30-12-2005

Réglementation concernant les armes.

Monsieur Nicolas SARKOZY
Ministre de l’intérieur et
de l’aménagement du territoire
Place Beauvau
75800 PARIS

Monsieur le Ministre,

Vous connaissez la situation du bassin thiernois, et les difficultés économiques rencontrées, en particulier dans le secteur de la coutellerie. En effet, vous êtes venu dans notre département en juillet 2004, pour la signature d’un contrat de territoire.

Aujourd’hui, la Fédération Française de Coutellerie m’alerte sur la parution du décret n° 2005-1463 relatif au régime des matériels de guerre, armes et munitions, pris pour l’application du code de la défense et modifiant le décret n° 95-589 du 6 mai 1995.

Deux lois ont modifié considérablement la législation sur les armes, en imposant des mesures très contraignantes pour les tireurs sportifs, les chasseurs et les armuriers (loi du 15 novembre 2001 sur « la sécurité quotidienne » et loi du 18 mars 2003 pour la sécurité intérieure). Après deux ans de silence sans décret d’application, un premier décret vient donc de paraître.

L’interdiction de la vente par correspondance et celle de la vente entre particuliers ne sont pas encore appliquées, mais, si cela devait être le cas dans les décrets à venir pour les armes de la sixième catégorie, et puisque les couteaux sont classés dans la catégorie 6 des « armes blanches », cela ne serait pas sans conséquences pour nos fabricants de couteaux de poche.
La liste des armes blanches concernées restant à définir, les professionnels se demandent si la liste définie dans le décret du 6 mai 1995 sera reprise : dans ce cas, un certain nombre de couteaux et les cannes-épées collectionnées seraient concernés.

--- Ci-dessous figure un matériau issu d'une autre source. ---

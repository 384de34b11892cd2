//! HTTP route handlers.

pub mod admin;
pub mod events;
pub mod public;
//! Database connection management with lazy initialization.

use std::sync::LazyLock;
use surrealdb::Surreal;
use surrealdb::engine::any::{Any, connect};
use surrealdb::opt::auth::Root;
use thiserror::Error;
use tokio::sync::OnceCell;

/// Global database instance using lazy initialization.
static DB: LazyLock<OnceCell<Surreal<Any>>> = LazyLock::new(OnceCell::new);

/// Database connection wrapper.
pub type Database = Surreal<Any>;

/// Database configuration.
#[derive(Debug, Clone)]
pub struct DbConfig {
    /// Connection endpoint: "mem://" or "rocksdb://path"
    pub endpoint: String,
    /// Namespace to use
    pub namespace: String,
    /// Database name to use
    pub database: String,
    /// Optional root credentials for authentication
    pub credentials: Option<(String, String)>,
}

impl Default for DbConfig {
    fn default() -> Self {
        Self {
            endpoint: "mem://".to_string(),
            namespace: "school".to_string(),
            database: "main".to_string(),
            credentials: None,
        }
    }
}

impl DbConfig {
    /// Create a config for in-memory usage (tests, local development).
    pub fn memory() -> Self {
        Self::default()
    }

    /// Create a config for RocksDB persistence (requires rocksdb feature).
    pub fn rocksdb(path: impl Into<String>) -> Self {
        Self {
            endpoint: format!("rocksdb://{}", path.into()),
            ..Default::default()
        }
    }

    /// Create a config for an arbitrary endpoint string.
    pub fn endpoint(endpoint: impl Into<String>) -> Self {
        Self {
            endpoint: endpoint.into(),
            ..Default::default()
        }
    }

    /// Set the namespace.
    pub fn with_namespace(mut self, namespace: impl Into<String>) -> Self {
        self.namespace = namespace.into();
        self
    }

    /// Set the database name.
    pub fn with_database(mut self, database: impl Into<String>) -> Self {
        self.database = database.into();
        self
    }

    /// Set root credentials for authentication.
    pub fn with_credentials(
        mut self,
        username: impl Into<String>,
        password: impl Into<String>,
    ) -> Self {
        self.credentials = Some((username.into(), password.into()));
        self
    }
}

/// Database errors.
#[derive(Debug, Error)]
pub enum DbError {
    #[error("Database not initialized - call init_db first")]
    NotInitialized,
    #[error("Connection error: {0}")]
    Connection(#[from] surrealdb::Error),
    #[error("Query error: {0}")]
    Query(String),
    #[error("Not found: {0}")]
    NotFound(String),
}

/// Initialize the database connection.
///
/// This should be called once at application startup before any database operations.
pub async fn init_db(config: DbConfig) -> Result<&'static Database, DbError> {
    DB.get_or_try_init(|| async {
        tracing::info!("Connecting to database: {}", config.endpoint);

        let db = connect(&config.endpoint).await?;

        // Authenticate if credentials provided
        if let Some((username, password)) = &config.credentials {
            db.signin(Root { username, password }).await?;
        }

        // Select namespace and database
        db.use_ns(&config.namespace)
            .use_db(&config.database)
            .await?;

        tracing::info!(
            "Connected to database: {}/{}",
            config.namespace,
            config.database
        );

        Ok(db)
    })
    .await
}

/// Get the database connection.
pub fn get_db() -> Result<&'static Database, DbError> {
    DB.get().ok_or(DbError::NotInitialized)
}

Ce ne sont pourtant que des produits du patrimoine local, témoins de l’histoire couttelière.

Je souhaite donc que le Gouvernement, en prenant les décrets d’application, puisse distinguer les armes utilisées par les délinquants des armes paisiblement collectionnées.

Le secteur de la coutellerie française, aussi modeste soit-il aujourd’hui, est confronté à la rude concurrence des pays asiatiques en particulier. Dans ce contexte, ne serait-il pas souhaitable qu’il soit associé à la préparation des décrets à venir, si ceux-ci concernent le commerce des armes de catégorie 6 ?

C’est pourquoi je vous propos d’associer la Fédération Française de la Coutellerie aux réflexions sur ce sujet.

Espérant que vous pourrez donner une suite favorable à ma requête, je vous prie de croire, Monsieur le Ministre, en l’expression de ma haute considération.